▶ What the exercise asks: Please count the lines below that hold the word "names" and give the count without any other text.
**** Supplied information ****
use rocket::data::{Data, Limits};
use rocket::fairing::AdHoc;
use rocket::figment::Figment;
use rocket::http::Header;
use rocket::response::status::NoContent;
use rocket::serde::json::Json;
use rocket::{Build, Orbit, Rocket, State};
use tracing::{error, info};

use crate::config::{self, Settings};
use crate::error::{Error, Result};
use crate::export::{self, Archiver, BulkExport, ScheduledExport, ZipArchiver};
use crate::sequence::progress::ProgressReport;
use crate::sequence::Sequence;
use crate::session::{Session, SessionStore, Summary};

pub type SharedArchiver = Box<dyn Archiver + Send + Sync>;

const UPLOAD_NAME: &str = "upload.gif";
const SAMPLE_NAME: &str = "sample.gif";

#[derive(Responder)]
pub enum Download {
  #[response(content_type = "image/png")]
  Png(Vec<u8>, Header<'static>),
  #[response(content_type = "application/zip")]
  Zip(Vec<u8>, Header<'static>),
  /// Frames to fetch one by one after the archive failed.
  Individual(Json<Vec<ScheduledExport>>),
  #[response(status = 204)]
  Empty(()),
}

fn attachment(file_name: &str) -> Header<'static> {
  Header::new(
    "Content-Disposition",
    format!("attachment; filename=\"{}\"", file_name),
  )
}

#[post("/gif?<name>", data = "<data>")]
async fn upload(
  data: Data<'_>,
  name: Option<&str>,
  limits: &Limits,
  store: &State<SessionStore>,
  settings: &State<Settings>,
) -> Result<Json<Summary>> {
  let limit = config::upload_limit(limits);
  let bytes = data.open(limit).into_bytes().await?;
  if !bytes.is_complete() {
    store.reset();
    return Err(Error::TooLarge { limit });
  }
  let summary = load(store, settings, name.unwrap_or(UPLOAD_NAME), &bytes).await?;
  Ok(Json(summary))
}

#[get("/summary")]
fn summary(store: &State<SessionStore>) -> Result<Json<Summary>> {
  store.with_session(Session::summary).map(Json)
}

#[get("/progress")]
fn progress(store: &State<SessionStore>) -> Json<ProgressReport> {
  Json(store.progress().snapshot())
}

#[get("/frames/<number>")]
fn frame(number: usize, store: &State<SessionStore>) -> Result<Download> {
  let session = store.current()?;
  let file = match number.checked_sub(1) {
    Some(index) => export::export_frame(&session, index)?,
    None => {
      return Err(Error::FrameOutOfRange {
        number,
        count: session.frames().len(),
      });
    },
  };
  let disposition = attachment(&file.name);
  Ok(Download::Png(file.bytes, disposition))
}

#[get("/frames.zip")]
fn frames_zip(
  store: &State<SessionStore>,
  settings: &State<Settings>,
  archiver: &State<SharedArchiver>,
) -> Download {
  let bulk = match store.current() {
    Ok(session) => export::export_all(
      &session.base_name,
      session.frames(),
      &**archiver.inner(),
      settings.stagger_ms,
    ),
    Err(_) => BulkExport::Empty,
  };

  match bulk {
    BulkExport::Empty => Download::Empty(()),
    BulkExport::Archive(file) => {
      let disposition = attachment(&file.name);
      Download::Zip(file.bytes, disposition)
    },
    BulkExport::Individual(scheduled) => Download::Individual(Json(scheduled)),
  }
}

#[delete("/gif")]
fn reset(store: &State<SessionStore>) -> NoContent {
  store.reset();
  NoContent
}

#[get("/health")]
fn health() -> &'static str {
  "ok"
}

/// Decodes and composites `bytes`, replacing whatever was loaded before.
pub async fn load(
  store: &SessionStore,
  settings: &Settings,
  name: &str,
  bytes: &[u8],
) -> Result<Summary> {
  let generation = store.begin_load();
  let mut sink = store.progress_sink(generation);
  let sequence = Sequence::composite_cooperatively(
    bytes,
    settings.default_delay_ms,
    settings.yield_every(),
    &mut sink,
  )
  .await;

  match sequence {
    Ok(sequence) => {
      let session = Session::new(name, sequence);
      let summary = session.summary();
      store.install(generation, session)?;
      Ok(summary)
    },
    Err(err) => {
      store.abandon(generation);
      Err(err)
    },
  }
}

async fn load_sample(rocket: &Rocket<Orbit>) {
  let (Some(store), Some(settings)) = (
    rocket.state::<SessionStore>(),
    rocket.state::<Settings>(),
  ) else {
    return;
  };
  let Some(path) = settings.sample.as_ref() else {
    return;
  };

  let loaded = match rocket::tokio::fs::read(path).await {
    Ok(bytes) => {
      let name = path
        .file_name()
        .and_then(|name| name.to_str())
        .unwrap_or(SAMPLE_NAME);
      load(store, settings, name, &bytes).await
    },
    Err(source) => Err(Error::Sample {
      path: path.clone(),
      source,
    }),
  };

  match loaded {
    Ok(summary) => info!("sample {} ready, {} frames", summary.source, summary.frame_count),
    Err(err) => error!("could not load sample gif: {}", err),
  }
}

pub fn build(figment: Figment) -> Rocket<Build> {
  build_with(figment, Box::new(ZipArchiver))
}

pub fn build_with(figment: Figment, archiver: SharedArchiver) -> Rocket<Build> {
  rocket::custom(figment)
    .manage(SessionStore::default())
    .manage(archiver)
    .attach(AdHoc::config::<Settings>())
    .attach(AdHoc::on_liftoff("Sample gif", |rocket| {
      Box::pin(load_sample(rocket))
    }))
    .mount(
      "/",
      routes![upload, summary, progress, frame, frames_zip, reset, health],
    )
}

#[cfg(test)]
mod tests {
  use super::*;
  use crate::export::ExportedFile;
  use crate::test_utils::{encode_gif, quadrant_gif, TestFrame, RED};
  use image::ImageFormat;
  use rocket::data::ToByteUnit;
  use rocket::http::Status;
  use rocket::local::blocking::Client;
  use serde_json::Value;

  fn figment() -> Figment {
    Figment::from(rocket::Config::default()).merge(("log_level", "off"))
  }

  fn client() -> Client {
    Client::tracked(build(figment())).unwrap()
  }

  fn upload_quadrant(client: &Client) -> Value {
    let response = client.post("/gif?name=ryo.gif").body(quadrant_gif()).dispatch();
    assert_eq!(response.status(), Status::Ok);
    response.into_json::<Value>().unwrap()
  }

  struct FailingArchiver;

  impl Archiver for FailingArchiver {
    fn bundle(&self, _files: &[ExportedFile]) -> Result<Vec<u8>> {
      Err(Error::Archive(zip::result::ZipError::FileNotFound))
    }
  }

  #[test]
  fn upload_returns_the_film_strip() {
    let client = client();
    let summary = upload_quadrant(&client);

    assert_eq!(summary["source"], "ryo.gif");
    assert_eq!(summary["dimensions"], "10×10");
    assert_eq!(summary["frame_count"], 3);
    assert_eq!(summary["total_duration_ms"], 400);
    assert_eq!(summary["duration"], "0.4s");
    assert_eq!(summary["frames"][0]["badge"], "001");
    assert_eq!(summary["frames"][2]["file_name"], "ryo_003.png");
    assert_eq!(summary["frames"][1]["route"], "/frames/2");

    let again = client.get("/summary").dispatch().into_json::<Value>().unwrap();
    assert_eq!(again, summary);

    let progress = client.get("/progress").dispatch().into_json::<Value>().unwrap();
    assert_eq!(progress["current"], 3);
    assert_eq!(progress["total"], 3);
    assert_eq!(progress["percent"], 100.0);
    assert_eq!(progress["active"], false);
  }

  #[test]
  fn single_frame_download() {
    let client = client();
    upload_quadrant(&client);

    let response = client.get("/frames/1").dispatch();
    assert_eq!(response.status(), Status::Ok);
    assert_eq!(response.content_type(), Some(rocket::http::ContentType::PNG));
    assert_eq!(
      response.headers().get_one("Content-Disposition"),
      Some("attachment; filename=\"ryo_001.png\""),
    );
    let png = response.into_bytes().unwrap();
    let image = image::load_from_memory_with_format(&png, ImageFormat::Png)
      .unwrap()
      .to_rgba8();
    assert_eq!(image.dimensions(), (10, 10));
    assert!(image.pixels().all(|p| p.0 == RED));
  }

  #[test]
  fn frame_numbers_outside_the_strip() {
    let client = client();
    assert_eq!(client.get("/frames/1").dispatch().status(), Status::NotFound);

    upload_quadrant(&client);
    assert_eq!(client.get("/frames/0").dispatch().status(), Status::NotFound);
    assert_eq!(client.get("/frames/4").dispatch().status(), Status::NotFound);
  }

  #[test]
  fn bulk_download_is_a_zip() {
    let client = client();
    upload_quadrant(&client);

    let response = client.get("/frames.zip").dispatch();
    assert_eq!(response.status(), Status::Ok);
    assert_eq!(
      response.headers().get_one("Content-Disposition"),
      Some("attachment; filename=\"ryo_frames.zip\""),
    );
    let bytes = response.into_bytes().unwrap();
    let archive = zip::ZipArchive::new(std::io::Cursor::new(bytes)).unwrap();
    let names: Vec<&str> = archive.file_names().collect();
    assert_eq!(names.len(), 3);
    assert!(names.contains(&"ryo_002.png"));
  }

  #[test]
  fn bulk_download_with_nothing_loaded() {
    let client = client();
    let response = client.get("/frames.zip").dispatch();
    assert_eq!(response.status(), Status::NoContent);
    assert!(response.into_bytes().unwrap_or_default().is_empty());
  }

  #[test]
  fn bulk_download_falls_back_when_bundling_fails() {
    let client = Client::tracked(build_with(figment(), Box::new(FailingArchiver))).unwrap();
    upload_quadrant(&client);

    let response = client.get("/frames.zip").dispatch();
    assert_eq!(response.status(), Status::Ok);
    let scheduled = response.into_json::<Value>().unwrap();
    assert_eq!(scheduled.as_array().unwrap().len(), 3);
    assert_eq!(scheduled[1]["file_name"], "ryo_002.png");
    assert_eq!(scheduled[1]["delay_ms"], 100);
    assert_eq!(scheduled[2]["route"], "/frames/3");
  }

  #[test]
  fn bad_upload_resets_the_session() {
    let client = client();
    upload_quadrant(&client);

    let response = client.post("/gif?name=notes.txt").body("hello").dispatch();
    assert_eq!(response.status(), Status::UnsupportedMediaType);
    let body = response.into_json::<Value>().unwrap();
    assert_eq!(body["error"], "unsupported image format, expected a gif");

    assert_eq!(client.get("/summary").dispatch().status(), Status::NotFound);
    let progress = client.get("/progress").dispatch().into_json::<Value>().unwrap();
    assert_eq!(progress["active"], false);
  }

  #[test]
  fn broken_gif_is_unprocessable() {
    let client = client();
    let bytes = encode_gif(4, 4, &[TestFrame::solid(4, 4, RED)]);
    let response = client
      .post("/gif?name=broken.gif")
      .body(&bytes[..bytes.len() / 2])
      .dispatch();
    assert_eq!(response.status(), Status::UnprocessableEntity);
  }

  #[test]
  fn upload_over_the_limit() {
    let limits = Limits::default().limit("gif", 64.bytes());
    let client = Client::tracked(build(figment().merge(("limits", limits)))).unwrap();
    let response = client.post("/gif?name=ryo.gif").body(quadrant_gif()).dispatch();
    assert_eq!(response.status(), Status::PayloadTooLarge);
  }

  #[test]
  fn unnamed_upload() {
    let client = client();
    let response = client.post("/gif").body(quadrant_gif()).dispatch();
    let summary = response.into_json::<Value>().unwrap();
    assert_eq!(summary["frames"][0]["file_name"], "upload_001.png");
  }

  #[test]
  fn reset_clears_everything() {
    let client = client();
    upload_quadrant(&client);

    assert_eq!(client.delete("/gif").dispatch().status(), Status::NoContent);
    assert_eq!(client.get("/summary").dispatch().status(), Status::NotFound);
    let progress = client.get("/progress").dispatch().into_json::<Value>().unwrap();
    assert_eq!(progress["total"], 0);
  }

  #[test]
  fn sample_is_loaded_at_liftoff() {
    let path = std::env::temp_dir().join(format!("gifstrip-sample-{}.gif", std::process::id()));
    std::fs::write(&path, quadrant_gif()).unwrap();

    let client = Client::tracked(build(figment().merge(("sample", &path)))).unwrap();
    let summary = client.get("/summary").dispatch().into_json::<Value>().unwrap();
    let _ = std::fs::remove_file(&path);

    assert_eq!(summary["frame_count"], 3);
    assert!(summary["frames"][0]["file_name"]
      .as_str()
      .unwrap()
      .ends_with("_001.png"));
  }

  #[test]
  fn missing_sample_keeps_the_service_up() {
    let figment = figment().merge(("sample", "/nonexistent/gifstrip/sample.gif"));
    let client = Client::tracked(build(figment)).unwrap();

    assert_eq!(client.get("/health").dispatch().into_string().unwrap(), "ok");
    assert_eq!(client.get("/summary").dispatch().status(), Status::NotFound);
    upload_quadrant(&client);
  }
}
****
▶ Written solution: 3